PV+ and SOM+ Neurons Lacking MeCP2 Produce Distinct Neurological Phenotypes

To determine the contributions of PV+ and SOM+ neurons to the behavioral features observed in Viaat-Mecp2-/y mice (Chao et al., 2010), we generated two lines of conditional knockout mice lacking MeCP2 in either PV+ neurons (PV-Mecp2-/y) or SOM+ neurons (SOM-Mecp2-/y) by crossing Mecp2flox/+ mice (Flox) (Guy et al., 2001) to PV-Cre (Madisen et al., 2010) and SOM-Cre (Taniguchi et al., 2011) mice, respectively. PV-Mecp2-/y and SOM-Mecp2-/y mice initially appeared similar to littermate control mice. Immunofluorescence staining confirmed MeCP2 expression was effectively depleted in PV+ and SOM+ cells, respectively (Figures 1C–1E). The expression of MeCP2 in SOM+ cells of PV-Mecp2-/y brains and in PV+ cells of SOM-Mecp2-/y mice was unaltered, indicating no compensation of Mecp2 expression in the unmanipulated inhibitory neuron subtypes (Figure S1).

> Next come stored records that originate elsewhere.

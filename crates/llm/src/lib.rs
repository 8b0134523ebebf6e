pub mod client;
pub mod config;
pub mod conversation;
pub mod memory;
pub mod openai;

pub use client::{ChatMessage, LlmClient, LlmRequest, LlmResponse, Role, TokenUsage};
pub use config::{LlmConfig, build_llm_client};
pub use conversation::ConversationalChain;
pub use memory::ChatMemory;
pub use openai::OpenAiClient;
//! Conversation chain: a chat model paired with a bounded memory.

use std::sync::Arc;

use ragdemo_common::Result;
use tracing::{debug, instrument};

use crate::client::{ChatMessage, LlmClient, LlmRequest};
use crate::memory::ChatMemory;

pub struct ConversationalChain {
    llm: Arc<dyn LlmClient>,
    memory: ChatMemory,
}

impl ConversationalChain {
    pub fn new(llm: Arc<dyn LlmClient>, memory: ChatMemory) -> Self {
        Self { llm, memory }
    }

    /// Sends `user_message` along with the remembered turns and records the reply.
    #[instrument(skip(self, user_message), fields(model = %self.llm.model_name()))]
    pub async fn execute(&mut self, user_message: &str) -> Result<String> {
        self.memory.add(ChatMessage::user(user_message));

        let request = LlmRequest {
            system_prompt: self.memory.system_message().map(str::to_string),
            messages: self.memory.turns().cloned().collect(),
            ..Default::default()
        };
        debug!(history = request.messages.len(), "Executing conversation turn");

        let response = self.llm.complete(request).await?;
        self.memory.add(ChatMessage::assistant(response.content.clone()));
        Ok(response.content)
    }

    pub fn memory(&self) -> &ChatMemory {
        &self.memory
    }
}
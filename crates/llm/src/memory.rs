//! Bounded chat memory for a single conversation.

use std::collections::VecDeque;

use tracing::debug;

use crate::client::{ChatMessage, Role};

/// Keeps the most recent `max_messages` messages of a conversation.
///
/// A system message is held apart from the window: adding another one
/// replaces it, and it is never evicted. It still counts toward the limit.
#[derive(Debug, Clone)]
pub struct ChatMemory {
    max_messages: usize,
    system: Option<ChatMessage>,
    messages: VecDeque<ChatMessage>,
}

impl ChatMemory {
    pub fn with_max_messages(max_messages: usize) -> Self {
        Self {
            max_messages: max_messages.max(1),
            system: None,
            messages: VecDeque::new(),
        }
    }

    pub fn add(&mut self, message: ChatMessage) {
        if message.role == Role::System {
            self.system = Some(message);
        } else {
            self.messages.push_back(message);
        }

        while self.len() > self.max_messages {
            match self.messages.pop_front() {
                Some(evicted) => debug!(role = ?evicted.role, "Evicted from chat memory"),
                None => break,
            }
        }
    }

    /// System message (if any) followed by the retained turns, oldest first.
    pub fn messages(&self) -> Vec<ChatMessage> {
        self.system
            .iter()
            .cloned()
            .chain(self.messages.iter().cloned())
            .collect()
    }

    /// Retained non-system turns, oldest first.
    pub fn turns(&self) -> impl Iterator<Item = &ChatMessage> {
        self.messages.iter()
    }

    pub fn system_message(&self) -> Option<&str> {
        self.system.as_ref().map(|m| m.content.as_str())
    }

    pub fn len(&self) -> usize {
        self.messages.len() + usize::from(self.system.is_some())
    }

    pub fn is_empty(&self) -> bool {
        self.len() == 0
    }

    pub fn max_messages(&self) -> usize {
        self.max_messages
    }

    pub fn clear(&mut self) {
        self.system = None;
        self.messages.clear();
    }
}
use async_trait::async_trait;
use ragdemo_common::Result;
use serde::{Deserialize, Serialize};

#[derive(Debug, Clone, Copy, PartialEq, Eq, Serialize, Deserialize)]
#[serde(rename_all = "lowercase")]
pub enum Role {
    System,
    User,
    Assistant,
}

#[derive(Debug, Clone, PartialEq, Eq, Serialize, Deserialize)]
pub struct ChatMessage {
    pub role: Role,
    pub content: String,
}

impl ChatMessage {
    pub fn system(content: impl Into<String>) -> Self {
        Self {
            role: Role::System,
            content: content.into(),
        }
    }

    pub fn user(content: impl Into<String>) -> Self {
        Self {
            role: Role::User,
            content: content.into(),
        }
    }

    pub fn assistant(content: impl Into<String>) -> Self {
        Self {
            role: Role::Assistant,
            content: content.into(),
        }
    }
}

#[derive(Debug, Clone, Default, Serialize, Deserialize)]
pub struct LlmRequest {
    pub system_prompt: Option<String>,
    pub messages: Vec<ChatMessage>,
    pub temperature: Option<f32>,
    pub max_tokens: Option<u32>,
}

impl LlmRequest {
    /// Builds a request from an optional system instruction, prior turns and
    /// the new user message, in that order.
    pub fn from_parts(system: Option<&str>, history: &[ChatMessage], user: &str) -> Self {
        let mut messages = history.to_vec();
        messages.push(ChatMessage::user(user));
        Self {
            system_prompt: system.map(str::to_string),
            messages,
            ..Default::default()
        }
    }
}

#[derive(Debug, Clone, Serialize, Deserialize)]
pub struct TokenUsage {
    pub prompt_tokens: u32,
    pub completion_tokens: u32,
}

#[derive(Debug, Clone, Serialize, Deserialize)]
pub struct LlmResponse {
    pub content: String,
    pub model: String,
    pub usage: Option<TokenUsage>,
    pub finish_reason: Option<String>,
}

#[async_trait]
pub trait LlmClient: Send + Sync {
    async fn complete(&self, request: LlmRequest) -> Result<LlmResponse>;
    fn model_name(&self) -> &str;

    /// Generate a completion and return only its text.
    async fn generate(
        &self,
        system: Option<&str>,
        user: &str,
        history: &[ChatMessage],
    ) -> Result<String> {
        let response = self
            .complete(LlmRequest::from_parts(system, history, user))
            .await?;
        Ok(response.content)
    }
}

#[async_trait]
impl LlmClient for Box<dyn LlmClient> {
    async fn complete(&self, request: LlmRequest) -> Result<LlmResponse> {
        (**self).complete(request).await
    }
    fn model_name(&self) -> &str {
        (**self).model_name()
    }
}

We next characterized PV-Mecp2-/y and SOM-Mecp2-/y mice using multiple behavioral assays. Because the Mecp2flox/y conditional allele causes a constitutive 50% reduction of MeCP2 levels (Samaco et al., 2008), we expected the Flox mice to differ slightly from wild-type as the animals age; we therefore analyzed all data by comparing conditional knockout mice with male littermates of three control groups: wild-type (WT), PV-Cre alone or SOM-Cre alone, and Mecp2flox/y alone (Flox).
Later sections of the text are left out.